Нередко умение быть Никем требуется для того, чтобы просто выжить. Автор "Одиссеи" знал это и выразил свое знание в грандиознейшем, самом юмористическом фрагменте своего произведения. Одиссей, хитроумный греческий герой, в самый критический момент своих скитаний, убежав из пещеры ослепленного циклопа, кричит ему: "Того, кто ослепил тебя, зовут Никто!" Именно таким образом могут быть преодолены одноглазость и идентичность. Таким выкриком Одиссей, мастер умного самосохранения, достигает вершины своего хитроумия. Он покидает сферу примитивных моральных каузальностей, выпутываясь из сети мести. С этого момента он может не опасаться "зависти богов". Боги смеются над циклопом, когда он требует от них отомстить за него. Кто же заслуживает мести? Никто.

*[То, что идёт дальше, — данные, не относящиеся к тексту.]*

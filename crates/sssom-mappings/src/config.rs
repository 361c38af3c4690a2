use std::collections::BTreeMap;

use serde::{Deserialize, Serialize};

use crate::error::Result;

/// Settings shared by table construction and the set operations.
#[derive(Debug, Clone, PartialEq, Eq, Serialize, Deserialize)]
#[serde(default)]
pub struct MappingSetConfig {
    /// Identifier columns scanned for prefixes in addition to
    /// subject/predicate/object (e.g. `creator_id`).
    pub identifier_columns: Vec<String>,
    /// Fail prefix-map pruning when a used prefix has no binding.
    pub strict_prefix_cleaning: bool,
    /// Run redundancy and negation reconciliation after a merge.
    pub reconcile_on_merge: bool,
    /// Extra or replacement predicate inverses, applied over the SSSOM defaults.
    pub inverse_predicates: BTreeMap<String, String>,
}

impl Default for MappingSetConfig {
    fn default() -> Self {
        Self {
            identifier_columns: Vec::new(),
            strict_prefix_cleaning: false,
            reconcile_on_merge: true,
            inverse_predicates: BTreeMap::new(),
        }
    }
}

impl MappingSetConfig {
    pub fn from_json(text: &str) -> Result<Self> {
        Ok(serde_json::from_str(text)?)
    }
}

Утопия сознательной жизни была и остается миром, в котором каждый может претендовать на право быть Одиссеем и позволить себе жить, становясь Никем - вопреки истории, вопреки политике, вопреки гражданству, вопреки принуждению быть Кем-То. В образе своего живого и бдительного тела он должен пуститься в скитания по жизни, от которой можно ждать всего, что угодно. Оказавшись в опасности, Хитроумный снова открывает в себе способность быть Никем. Между полюсами Бытия-Никем и Бытия-Кем-То и разворачиваются все приключения, все меняющиеся ситуации сознательной жизни. В ней в конечном счете и преодолевается фикция Я. По этой причине именно Одиссей, а не Гамлет является прародителем сегодняшней и вечно сущей интеллигенции.
4. После разоблачении:
сумерки цинизма.
Зарисовки самоопровержения
этоса просветительства
Вы здесь еще! Нет, вынести нет сил!
Исчезните! Ведь я же разъяснил.
Но эти черти к просвещенью глухи.
Мы так умны,- а в Тегеле * есть духи!
И. В. Гете. Фауст. Вальпургиева ночь (перевод Н. Холодковского)
- Я стараюсь, разве это ничего не значит?
- Кому это помогло?
- А кому стоит помогать? - спросил Фабиан. Эрих Кёстнер. Фабиан. 1931
Ибо они ведают, что творят. Эрнст Оттвальд. 1931
Эти восемь лихих, как вихрь, атак рефлексивного Просвещения, отражавшиеся с большим трудом, сыграли такую же эпохальную роль в истории, как и великие прорывы естествознания и техники, с которыми они соединились добрых двести пятьдесят лет назад, породив перманентную индустриальную и культурную революцию. Точно так же, как урбанизация, моторизация, электрификация и информатизация осуществили переворот в жизни обществ, работа рефлексии и критики сломала структуру сознаний и вынудила их обрести новую динамичную конституцию. "Больше нет ничего прочного и устойчивого". Они сделали рыхлой интеллектуально-психическую почву, на которой уже не могут обрести прочной опоры старые формы традиции, идентичности и характера. Их воздействия дали в сумме тот сложный комплекс современности, в котором жизнь ощущает себя протяженностью кризисов.
I. Просвещенное препятствование Просвещению
Несомненно, Просвещение достигло великих успехов. В его арсеналах теперь хранится наготове оружие для критики; тот, кто будет глядеть только на его запас, неизбежно сочтет, что столь хорошо вооруженная сторона непременно победит в "борьбе мнений". Однако никто не может рассчитывать на монопольное владение этим оружием. Критика не имеет какого-то единого носителя, ею занимается множество разрозненных школ, фракций, течений, авангардов. В принципе, нет никакого единого и однозначного просветительского "движения". Одна из особенностей диалектики Просвещения - то, что оно никогда не было в состоянии образовать единый и нерушимый фронт; скорее, уже в ранние времена своего существова-
ния оно в известной степени превратилось в своего собственного противника.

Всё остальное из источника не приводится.